◆ REQUIRED ACTION ◆
Each entry shown below is to be reproduced exactly.

PROVIDED MATERIAL START

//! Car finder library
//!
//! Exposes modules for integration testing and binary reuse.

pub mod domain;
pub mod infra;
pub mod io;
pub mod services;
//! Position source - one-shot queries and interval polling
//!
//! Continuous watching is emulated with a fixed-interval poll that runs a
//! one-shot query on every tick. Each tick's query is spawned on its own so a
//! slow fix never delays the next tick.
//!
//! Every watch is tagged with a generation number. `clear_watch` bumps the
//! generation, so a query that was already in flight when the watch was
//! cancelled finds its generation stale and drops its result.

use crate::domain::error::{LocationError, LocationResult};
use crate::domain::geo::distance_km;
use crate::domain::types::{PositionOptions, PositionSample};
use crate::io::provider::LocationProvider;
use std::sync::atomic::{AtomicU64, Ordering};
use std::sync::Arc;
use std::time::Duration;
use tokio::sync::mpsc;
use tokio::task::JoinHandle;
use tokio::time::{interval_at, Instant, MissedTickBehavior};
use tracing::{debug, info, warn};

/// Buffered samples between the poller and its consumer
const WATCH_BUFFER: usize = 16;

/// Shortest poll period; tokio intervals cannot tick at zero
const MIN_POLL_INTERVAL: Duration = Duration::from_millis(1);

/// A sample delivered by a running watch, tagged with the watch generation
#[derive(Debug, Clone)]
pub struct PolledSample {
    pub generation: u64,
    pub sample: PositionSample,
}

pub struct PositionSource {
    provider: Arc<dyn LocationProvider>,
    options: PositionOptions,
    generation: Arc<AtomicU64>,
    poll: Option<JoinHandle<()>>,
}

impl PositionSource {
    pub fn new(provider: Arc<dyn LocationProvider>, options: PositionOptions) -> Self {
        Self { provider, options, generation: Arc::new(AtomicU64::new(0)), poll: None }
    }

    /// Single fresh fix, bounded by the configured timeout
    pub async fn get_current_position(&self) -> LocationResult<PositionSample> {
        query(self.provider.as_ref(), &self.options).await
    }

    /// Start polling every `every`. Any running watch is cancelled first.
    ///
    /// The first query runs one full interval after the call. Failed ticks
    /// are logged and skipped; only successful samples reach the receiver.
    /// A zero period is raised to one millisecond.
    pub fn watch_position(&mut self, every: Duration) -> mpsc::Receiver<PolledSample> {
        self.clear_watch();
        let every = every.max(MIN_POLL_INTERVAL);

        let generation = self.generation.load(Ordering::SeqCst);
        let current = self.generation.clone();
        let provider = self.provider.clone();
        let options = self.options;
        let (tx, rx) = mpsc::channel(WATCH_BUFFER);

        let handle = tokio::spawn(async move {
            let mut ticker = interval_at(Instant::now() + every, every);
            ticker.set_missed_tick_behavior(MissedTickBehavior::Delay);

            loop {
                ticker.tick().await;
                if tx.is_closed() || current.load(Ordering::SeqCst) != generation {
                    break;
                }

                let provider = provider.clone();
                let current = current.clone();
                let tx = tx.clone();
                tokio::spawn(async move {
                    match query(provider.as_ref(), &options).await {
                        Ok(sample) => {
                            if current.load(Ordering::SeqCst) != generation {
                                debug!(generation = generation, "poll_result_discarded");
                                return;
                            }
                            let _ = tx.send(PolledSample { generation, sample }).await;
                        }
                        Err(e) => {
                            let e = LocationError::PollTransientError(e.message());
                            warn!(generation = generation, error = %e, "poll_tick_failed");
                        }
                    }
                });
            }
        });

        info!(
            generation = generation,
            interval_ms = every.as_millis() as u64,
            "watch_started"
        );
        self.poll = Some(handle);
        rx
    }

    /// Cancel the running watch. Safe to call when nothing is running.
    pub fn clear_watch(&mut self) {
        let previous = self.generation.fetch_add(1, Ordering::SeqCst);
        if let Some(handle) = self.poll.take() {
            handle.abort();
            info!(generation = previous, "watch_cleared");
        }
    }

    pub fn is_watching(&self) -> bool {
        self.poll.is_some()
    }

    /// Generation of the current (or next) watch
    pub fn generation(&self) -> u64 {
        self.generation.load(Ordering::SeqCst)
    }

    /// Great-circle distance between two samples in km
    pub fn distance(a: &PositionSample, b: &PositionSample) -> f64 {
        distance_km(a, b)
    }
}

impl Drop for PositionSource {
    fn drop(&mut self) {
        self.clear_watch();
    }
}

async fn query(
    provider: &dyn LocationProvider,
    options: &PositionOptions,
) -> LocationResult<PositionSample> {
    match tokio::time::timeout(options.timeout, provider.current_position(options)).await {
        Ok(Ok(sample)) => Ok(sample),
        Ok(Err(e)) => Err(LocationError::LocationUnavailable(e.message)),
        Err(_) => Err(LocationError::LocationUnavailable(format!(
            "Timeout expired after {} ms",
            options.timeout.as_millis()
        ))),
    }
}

PROVIDED MATERIAL END

◆ PROBLEM SOLUTION ◆
//! Car finder library
//!
//! Exposes modules for integration testing and binary reuse.

pub mod domain;
pub mod infra;
pub mod io;
pub mod services;
//! Position source - one-shot queries and interval polling
//!
//! Continuous watching is emulated with a fixed-interval poll that runs a
//! one-shot query on every tick. Each tick's query is spawned on its own so a
//! slow fix never delays the next tick.
//!
//! Every watch is tagged with a generation number. `clear_watch` bumps the
//! generation, so a query that was already in flight when the watch was
//! cancelled finds its generation stale and drops its result.

use crate::domain::error::{LocationError, LocationResult};
use crate::domain::geo::distance_km;
use crate::domain::types::{PositionOptions, PositionSample};
use crate::io::provider::LocationProvider;
use std::sync::atomic::{AtomicU64, Ordering};
use std::sync::Arc;
use std::time::Duration;
use tokio::sync::mpsc;
use tokio::task::JoinHandle;
use tokio::time::{interval_at, Instant, MissedTickBehavior};
use tracing::{debug, info, warn};

/// Buffered samples between the poller and its consumer
const WATCH_BUFFER: usize = 16;

/// Shortest poll period; tokio intervals cannot tick at zero
const MIN_POLL_INTERVAL: Duration = Duration::from_millis(1);

/// A sample delivered by a running watch, tagged with the watch generation
#[derive(Debug, Clone)]
pub struct PolledSample {
    pub generation: u64,
    pub sample: PositionSample,
}

pub struct PositionSource {
    provider: Arc<dyn LocationProvider>,
    options: PositionOptions,
    generation: Arc<AtomicU64>,
    poll: Option<JoinHandle<()>>,
}

impl PositionSource {
    pub fn new(provider: Arc<dyn LocationProvider>, options: PositionOptions) -> Self {
        Self { provider, options, generation: Arc::new(AtomicU64::new(0)), poll: None }
    }

    /// Single fresh fix, bounded by the configured timeout
    pub async fn get_current_position(&self) -> LocationResult<PositionSample> {
        query(self.provider.as_ref(), &self.options).await
    }

    /// Start polling every `every`. Any running watch is cancelled first.
    ///
    /// The first query runs one full interval after the call. Failed ticks
    /// are logged and skipped; only successful samples reach the receiver.
    /// A zero period is raised to one millisecond.
    pub fn watch_position(&mut self, every: Duration) -> mpsc::Receiver<PolledSample> {
        self.clear_watch();
        let every = every.max(MIN_POLL_INTERVAL);

        let generation = self.generation.load(Ordering::SeqCst);
        let current = self.generation.clone();
        let provider = self.provider.clone();
        let options = self.options;
        let (tx, rx) = mpsc::channel(WATCH_BUFFER);

        let handle = tokio::spawn(async move {
            let mut ticker = interval_at(Instant::now() + every, every);
            ticker.set_missed_tick_behavior(MissedTickBehavior::Delay);

            loop {
                ticker.tick().await;
                if tx.is_closed() || current.load(Ordering::SeqCst) != generation {
                    break;
                }

                let provider = provider.clone();
                let current = current.clone();
                let tx = tx.clone();
                tokio::spawn(async move {
                    match query(provider.as_ref(), &options).await {
                        Ok(sample) => {
                            if current.load(Ordering::SeqCst) != generation {
                                debug!(generation = generation, "poll_result_discarded");
                                return;
                            }
                            let _ = tx.send(PolledSample { generation, sample }).await;
                        }
                        Err(e) => {
                            let e = LocationError::PollTransientError(e.message());
                            warn!(generation = generation, error = %e, "poll_tick_failed");
                        }
                    }
                });
            }
        });

        info!(
            generation = generation,
            interval_ms = every.as_millis() as u64,
            "watch_started"
        );
        self.poll = Some(handle);
        rx
    }

    /// Cancel the running watch. Safe to call when nothing is running.
    pub fn clear_watch(&mut self) {
        let previous = self.generation.fetch_add(1, Ordering::SeqCst);
        if let Some(handle) = self.poll.take() {
            handle.abort();
            info!(generation = previous, "watch_cleared");
        }
    }

    pub fn is_watching(&self) -> bool {
        self.poll.is_some()
    }

    /// Generation of the current (or next) watch
    pub fn generation(&self) -> u64 {
        self.generation.load(Ordering::SeqCst)
    }

    /// Great-circle distance between two samples in km
    pub fn distance(a: &PositionSample, b: &PositionSample) -> f64 {
        distance_km(a, b)
    }
}

impl Drop for PositionSource {
    fn drop(&mut self) {
        self.clear_watch();
    }
}

async fn query(
    provider: &dyn LocationProvider,
    options: &PositionOptions,
) -> LocationResult<PositionSample> {
    match tokio::time::timeout(options.timeout, provider.current_position(options)).await {
        Ok(Ok(sample)) => Ok(sample),
        Ok(Err(e)) => Err(LocationError::LocationUnavailable(e.message)),
        Err(_) => Err(LocationError::LocationUnavailable(format!(
            "Timeout expired after {} ms",
            options.timeout.as_millis()
        ))),
    }
}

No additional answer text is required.